A blindagem às emendas de relator na sanção do Orçamento consagra o domínio do centrão sobre os cofres do governo, justamente em ano de eleições.
O presidente Jair Bolsonaro (PL) vetou R$ 3,2 bilhões em despesas de custeio e investimentos de ministérios, atingindo verbas do INSS (Instituto Nacional do Seguro Social), de combate a incêndios florestais, entre outros.
A tesourada, porém, poupou R$ 16,5 bilhões reservados para emendas de relator, instrumento usado para irrigar redutos eleitorais de parlamentares aliados ao Palácio do Planalto.
O valor se soma aos R$ 16,8 bilhões já reservados pela Constituição para as chamadas emendas individuais e de bancada, que têm critério mais equânime de distribuição entre aliados e membros da oposição.
Em ano eleitoral, a expectativa de técnicos do Ministério da Economia é a de que haja pressão pelo empenho do maior volume possível de emendas ainda no primeiro semestre, para evitar as restrições eleitorais.
A avaliação encontra eco no Congresso Nacional, onde parlamentares da base contam com os recursos das emendas para aumentar suas chances de reeleição.
O empenho é a primeira fase do gasto, quando o governo sinaliza o compromisso com determinada obra, compra ou contratação de serviço.
A lei eleitoral diz que, nos três meses que antecedem o pleito, é vedado realizar transferências voluntárias de recursos a estados e municípios. As emendas se enquadram nesse caso, segundo os técnicos.
A única exceção é quando os recursos servem para garantir a execução de obra ou serviço já em andamento, com cronograma definido, ou para atender a situações de emergência ou calamidade pública.
Dessa forma, empenhos de novas despesas terão de ser feitos até 1º de julho, ou após as eleições. Apesar disso, integrantes do Planalto afirmam que há interpretações divergentes e que alguns tipos de empenho poderiam ser feitos no período eleitoral.
Um estudo publicado pela Consultoria de Orçamento e Fiscalização Financeira da Câmara dos Deputados em julho de 2020 indica que as chamadas transferências especiais —emendas usadas para repassar dinheiro diretamente a estados e prefeituras sem destinação específica— também se sujeitam às restrições eleitorais.
O Tesouro Nacional, responsável pelo repasse dessas transferências especiais, informou que uma consulta feita à PGFN (Procuradoria-Geral da Fazenda Nacional) indicou conflito com a lei eleitoral.

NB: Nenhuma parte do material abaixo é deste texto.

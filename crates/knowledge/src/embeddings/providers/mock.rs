//! Deterministic offline embedding provider.

use crate::embeddings::provider::EmbeddingProvider;
use arag_core::AppResult;
use std::collections::HashMap;

/// Words carrying no topical signal.
const STOP_WORDS: [&str; 36] = [
    "the", "is", "at", "which", "on", "a", "an", "as", "are", "was", "were", "for", "to", "of",
    "in", "and", "or", "but", "with", "by", "from", "this", "that", "be", "have", "has", "had",
    "it", "its", "their", "they", "them", "what", "who", "how", "why",
];

/// Hashing provider for tests and offline use.
///
/// Each content word contributes its character trigrams and the whole word
/// to hashed dimensions, so texts sharing vocabulary land close together.
/// Vectors are unit length; text with no content words embeds to zeros.
#[derive(Debug)]
pub struct MockProvider {
    dimensions: usize,
}

impl MockProvider {
    /// Create a new mock provider with specified dimensions.
    pub fn new(dimensions: usize) -> Self {
        Self {
            dimensions: dimensions.max(1),
        }
    }

    fn bucket(&self, seed: u64, bytes: &[u8]) -> usize {
        let hash = bytes
            .iter()
            .fold(0u64, |acc, &b| acc.wrapping_mul(seed).wrapping_add(b as u64));
        (hash % self.dimensions as u64) as usize
    }

    fn embed_text(&self, text: &str) -> Vec<f32> {
        let mut embedding = vec![0.0f32; self.dimensions];
        let lower = text.to_lowercase();

        let mut word_freq: HashMap<&str, u32> = HashMap::new();
        for word in lower
            .split(|c: char| !c.is_alphanumeric())
            .filter(|w| w.chars().count() > 2 && !STOP_WORDS.iter().any(|s| s == w))
        {
            *word_freq.entry(word).or_insert(0) += 1;
        }

        for (word, freq) in &word_freq {
            let chars: Vec<char> = word.chars().collect();
            for window in chars.windows(3) {
                let trigram: String = window.iter().collect();
                let idx = self.bucket(37, trigram.as_bytes());
                embedding[idx] += (*freq as f32).sqrt();
            }

            let idx = self.bucket(31, word.as_bytes());
            embedding[idx] += *freq as f32;
        }

        let norm: f32 = embedding.iter().map(|x| x * x).sum::<f32>().sqrt();
        if norm > 0.0 {
            for v in &mut embedding {
                *v /= norm;
            }
        }

        embedding
    }
}

#[async_trait::async_trait]
impl EmbeddingProvider for MockProvider {
    fn provider_name(&self) -> &str {
        "mock"
    }

    fn model_name(&self) -> &str {
        "trigram-hash"
    }

    fn dimensions(&self) -> usize {
        self.dimensions
    }

    async fn embed_batch(&self, texts: &[String]) -> AppResult<Vec<Vec<f32>>> {
        Ok(texts.iter().map(|text| self.embed_text(text)).collect())
    }
}

#[cfg(test)]
mod tests {
    use super::*;

    fn norm(v: &[f32]) -> f32 {
        v.iter().map(|x| x * x).sum::<f32>().sqrt()
    }

    fn dot(a: &[f32], b: &[f32]) -> f32 {
        a.iter().zip(b).map(|(x, y)| x * y).sum()
    }

    #[tokio::test]
    async fn test_unit_length() {
        let provider = MockProvider::new(384);
        let embedding = provider.embed("hello world").await.unwrap();

        assert_eq!(embedding.len(), 384);
        assert!((norm(&embedding) - 1.0).abs() < 0.001);
    }

    #[tokio::test]
    async fn test_deterministic() {
        let provider = MockProvider::new(384);
        let a = provider.embed("deterministic test").await.unwrap();
        let b = provider.embed("deterministic test").await.unwrap();
        assert_eq!(a, b);
    }

    #[tokio::test]
    async fn test_shared_vocabulary_is_closer() {
        let provider = MockProvider::new(384);
        let whale = provider
            .embed("Whales are big and blue and live in the ocean.")
            .await
            .unwrap();
        let question = provider.embed("Where do whales live?").await.unwrap();
        let unrelated = provider.embed("Compilers translate source code.").await.unwrap();

        assert!(dot(&whale, &question) > dot(&whale, &unrelated));
    }

    #[tokio::test]
    async fn test_punctuation_does_not_split_vocabulary() {
        let provider = MockProvider::new(384);
        let a = provider.embed("ocean.").await.unwrap();
        let b = provider.embed("ocean").await.unwrap();
        assert_eq!(a, b);
    }

    #[tokio::test]
    async fn test_empty_text_is_zero() {
        let provider = MockProvider::new(384);
        let embedding = provider.embed("").await.unwrap();
        assert!(embedding.iter().all(|&x| x == 0.0));
    }

    #[tokio::test]
    async fn test_utf8_safety() {
        let provider = MockProvider::new(64);
        let embedding = provider
            .embed("Gamedex é um aplicativo 🎮 brasileiro para gerenciar jogos!")
            .await
            .unwrap();
        assert!((norm(&embedding) - 1.0).abs() < 0.001);
    }
}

“Informamos que as emendas parlamentares individuais, na modalidade transferências especiais, se enquadram no critério de transferência voluntária descrito na lei eleitoral, que veda esse tipo de repasse nos três meses que antecedem as eleições”, disse o órgão.
Até a publicação deste texto, a PGFN não respondeu sobre as demais emendas.
Os ministérios já começaram um movimento embrionário de definição de gastos prioritários para o ano. Os levantamentos serão repassados à Casa Civil, chefiada por Ciro Nogueira.
Nogueira é senador pelo PP e um dos caciques do centrão, bloco de partidos que dá sustentação política a Bolsonaro no Congresso. Sua nomeação para a Casa Civil, responsável pela coordenação de governo, foi uma tentativa do presidente de melhorar a interlocução com os parlamentares.
Hoje, o ministro-chefe da Casa Civil tem o poder da caneta na execução do Orçamento. Um decreto de Bolsonaro conferiu à pasta a atribuição de dar “aval prévio” a quaisquer mudanças empreendidas pelo Ministério da Economia, comandado por Paulo Guedes.